応援会 町内外から約400人
◇東近江・日野町
四年間の地道な努力と熱い思いが夢の舞台で花開くようにと、バンクーバー冬季五輪フリースタイルスキー女子モーグル日本代表・伊藤みき選手(22)=日野町大窪出身=の「応援会」(主催=日野町、日野町体育協会、NHK大津放送局)が十四日、日野公民館ホールで開かれた。
午前九時半から始まった予選。

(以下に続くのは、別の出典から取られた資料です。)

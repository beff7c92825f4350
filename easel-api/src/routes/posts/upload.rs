/// Illustration upload endpoint
///
/// Accepts a multipart form with the image bytes and metadata, validates
/// and stores the image, generates a thumbnail, and records the post.
///
/// # Endpoint
///
/// ```text
/// POST /v1/posts
/// Authorization: Bearer <token>
/// Content-Type: multipart/form-data
///
/// title   = "Morning sketch"        (required, non-empty after trimming)
/// caption = "Quick warmup"          (optional)
/// image   = <file>                  (required; png, jpg, jpeg, gif, webp)
/// ```
///
/// # Example Response
///
/// ```json
/// {
///   "post_id": "550e8400-e29b-41d4-a716-446655440000",
///   "title": "Morning sketch",
///   "caption": "Quick warmup",
///   "filename": "4f2a9c...e1.png",
///   "image_url": "/uploads/4f2a9c...e1.png",
///   "thumbnail_url": "/uploads/thumbs/4f2a9c...e1.png",
///   "created_at": "2026-03-10T12:00:00Z"
/// }
/// ```

use crate::app::AppState;
use crate::error::{ApiError, ValidationErrorDetail};
use axum::{
    body::Bytes,
    extract::{
        multipart::{Multipart, MultipartError},
        State,
    },
    http::StatusCode,
    Extension, Json,
};
use chrono::{DateTime, Utc};
use easel_shared::auth::middleware::AuthContext;
use easel_shared::models::post::{CreatePost, Post};
use serde::Serialize;
use uuid::Uuid;

/// Upload response
#[derive(Debug, Clone, Serialize)]
pub struct UploadResponse {
    /// Created post ID
    pub post_id: Uuid,

    /// Display title (after trimming)
    pub title: String,

    /// Caption (empty string when omitted)
    pub caption: String,

    /// Server-generated stored filename
    pub filename: String,

    /// Path to the full-size image
    pub image_url: String,

    /// Path to the thumbnail
    pub thumbnail_url: String,

    /// Upload timestamp
    pub created_at: DateTime<Utc>,
}

/// Upload endpoint handler
///
/// Reads the multipart form, validates the title and image, stores the
/// image under a server-generated name, and inserts the post row. The
/// thumbnail is generated on a best-effort basis by the image store.
///
/// # Errors
///
/// - 400 Bad Request: Missing image, unsupported type, or undecodable data
/// - 401 Unauthorized: Missing or invalid token
/// - 413 Payload Too Large: Body exceeds the configured upload limit
/// - 422 Unprocessable Entity: Empty title
/// - 500 Internal Server Error: Storage or database error
pub async fn upload(
    State(state): State<AppState>,
    Extension(auth): Extension<AuthContext>,
    mut multipart: Multipart,
) -> Result<Json<UploadResponse>, ApiError> {
    let mut title: Option<String> = None;
    let mut caption: Option<String> = None;
    let mut image: Option<(String, Option<String>, Bytes)> = None;

    // Fields arrive in request order; collect them all before validating
    while let Some(field) = multipart.next_field().await.map_err(map_multipart_error)? {
        // Owned copy; reading the field consumes it
        let name = field.name().unwrap_or("").to_string();

        match name.as_str() {
            "title" => {
                title = Some(field.text().await.map_err(map_multipart_error)?);
            }
            "caption" => {
                caption = Some(field.text().await.map_err(map_multipart_error)?);
            }
            "image" => {
                let original_filename = field.file_name().unwrap_or("").to_string();
                let content_type = field.content_type().map(|ct| ct.to_string());
                let data = field.bytes().await.map_err(map_multipart_error)?;
                image = Some((original_filename, content_type, data));
            }
            // Unknown fields are ignored rather than rejected
            _ => {}
        }
    }

    let title = validated_title(title)?;
    let caption = caption.unwrap_or_default();

    let (original_filename, content_type, data) = image
        .ok_or_else(|| ApiError::BadRequest("No image file was selected".to_string()))?;

    // Validates extension, declared type, decodability, and dimensions,
    // then writes the re-encoded original and its thumbnail
    let filename = state
        .images
        .save_upload(&original_filename, content_type.as_deref(), &data)?;

    let post = match Post::create(
        &state.db,
        CreatePost {
            user_id: auth.user_id,
            title,
            caption,
            filename: filename.clone(),
        },
    )
    .await
    {
        Ok(post) => post,
        Err(e) => {
            // The row never landed; drop the stored files so the upload
            // directory does not accumulate orphans
            state.images.delete(&filename);
            return Err(e.into());
        }
    };

    tracing::info!(
        post_id = %post.id,
        user_id = %auth.user_id,
        filename = %post.filename,
        "Illustration uploaded"
    );

    Ok(Json(UploadResponse {
        post_id: post.id,
        title: post.title,
        caption: post.caption,
        image_url: format!("/uploads/{}", post.filename),
        thumbnail_url: format!("/uploads/thumbs/{}", post.filename),
        filename: post.filename,
        created_at: post.created_at,
    }))
}

/// Checks that a title was provided and is non-empty after trimming
fn validated_title(raw: Option<String>) -> Result<String, ApiError> {
    let title = raw.map(|t| t.trim().to_string()).unwrap_or_default();

    if title.is_empty() {
        return Err(ApiError::ValidationError(vec![ValidationErrorDetail {
            field: "title".to_string(),
            message: "Title must not be empty".to_string(),
        }]));
    }

    Ok(title)
}

/// Maps multipart read failures to API errors
///
/// Oversize bodies surface here once the body limit cuts the stream off;
/// everything else is a malformed request.
fn map_multipart_error(err: MultipartError) -> ApiError {
    if err.status() == StatusCode::PAYLOAD_TOO_LARGE {
        ApiError::PayloadTooLarge("Uploaded image exceeds the size limit".to_string())
    } else {
        ApiError::BadRequest(format!("Invalid multipart request: {}", err))
    }
}
/// Database layer for Easel
///
/// This module provides database connection pooling and migrations.
///
/// # Modules
///
/// - `pool`: PostgreSQL connection pool management with health checks
/// - `migrations`: Database migration runner
/// - Models are in the `models` module at crate root level
///
/// # Example
///
/// ```no_run
/// use easel_shared::db::pool::{create_pool, DatabaseConfig};
///
/// #[tokio::main]
/// async fn main() -> Result<(), Box<dyn std::error::Error>> {
///     let config = DatabaseConfig {
///         url: std::env::var("DATABASE_URL")?,
///         ..Default::default()
///     };
///
///     let pool = create_pool(config).await?;
///     Ok(())
/// }
/// ```

pub mod migrations;
pub mod pool;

日野のみならず東近江・近江八幡・彦根・水口・野洲・草津・大津・愛知県名古屋・豊田・大阪府吹田から集まったみきファン総勢約四百人は、日野町連合青年会(中村保文会長)の音頭で「ゴーゴーみき」の声援をカナダへ送り続けた。
平均斜度二十八度の急斜面を滑り降りるターンの鋭さと美しい空中演技(エア)が大画面に映し出されるたび、参加者は「オー」とどよめき、予選・決勝とも競技を終え、みき選手が見せた最高の笑顔に鈴や太鼓、クラッカーを打ち鳴らして喜びを共有した。
昨年の教育実習でみき選手に体育を習ったという近江兄弟社高等学校女子バレーボール部の中田明日香さん(一年)は「いつも笑顔で天然キャラだった先生の普段の雰囲気と全く違い、モーグル競技に挑む姿は真剣でかっこ良くて、その切り替えがすごいと思った」と羨望の眼差しで見つめた。
会場では、日野町商工会青年部と日野町地域女性団体連合会がそれぞれ会員の力を結集し、町内商店・団体から寄付された食材を使って、カレーライス・ぜんざい・豚汁・フランクフルト・甘酒・コーヒーを無料で振る舞い、帰り際にはあられのお土産も配った。
同バレーボール部の一谷彩花さん(一年)は「これだけの人が一人の選手を応援していることに感動した」と語り、田中美穂さん(一年)は「こんなふうに応援してもらえる選手そしてチームに、私たちもなりたい」と、世界トップレベルでありながら身近な存在でもあるみき選手からアスリートとして大切なことを学び取っていた。
みき選手の祖母・福永久さんは「予選通過ができ、決勝も本人の滑りができたのでよかったと思う」と胸をなで下ろし、現地からの電話で父・公英さんは「けがもあってなかなか自分の力を発揮できず悔しい思いもしていたが、みなさんの応援のおかげで降り続く雨の中、非常にいい滑りができたと思う。また、この経験を糧に努力を重ねてほしい」と語った。
競技レベルの上昇とともに世界の壁は厚くなり、日本選手に求められるものもより高く難易度を増す。前回の二十位から十二位へと着実に順位を上げ、バンクーバー冬季五輪で新たなスタートを切ったみき選手のさらなる成長と進化を、町民は楽しみにしている。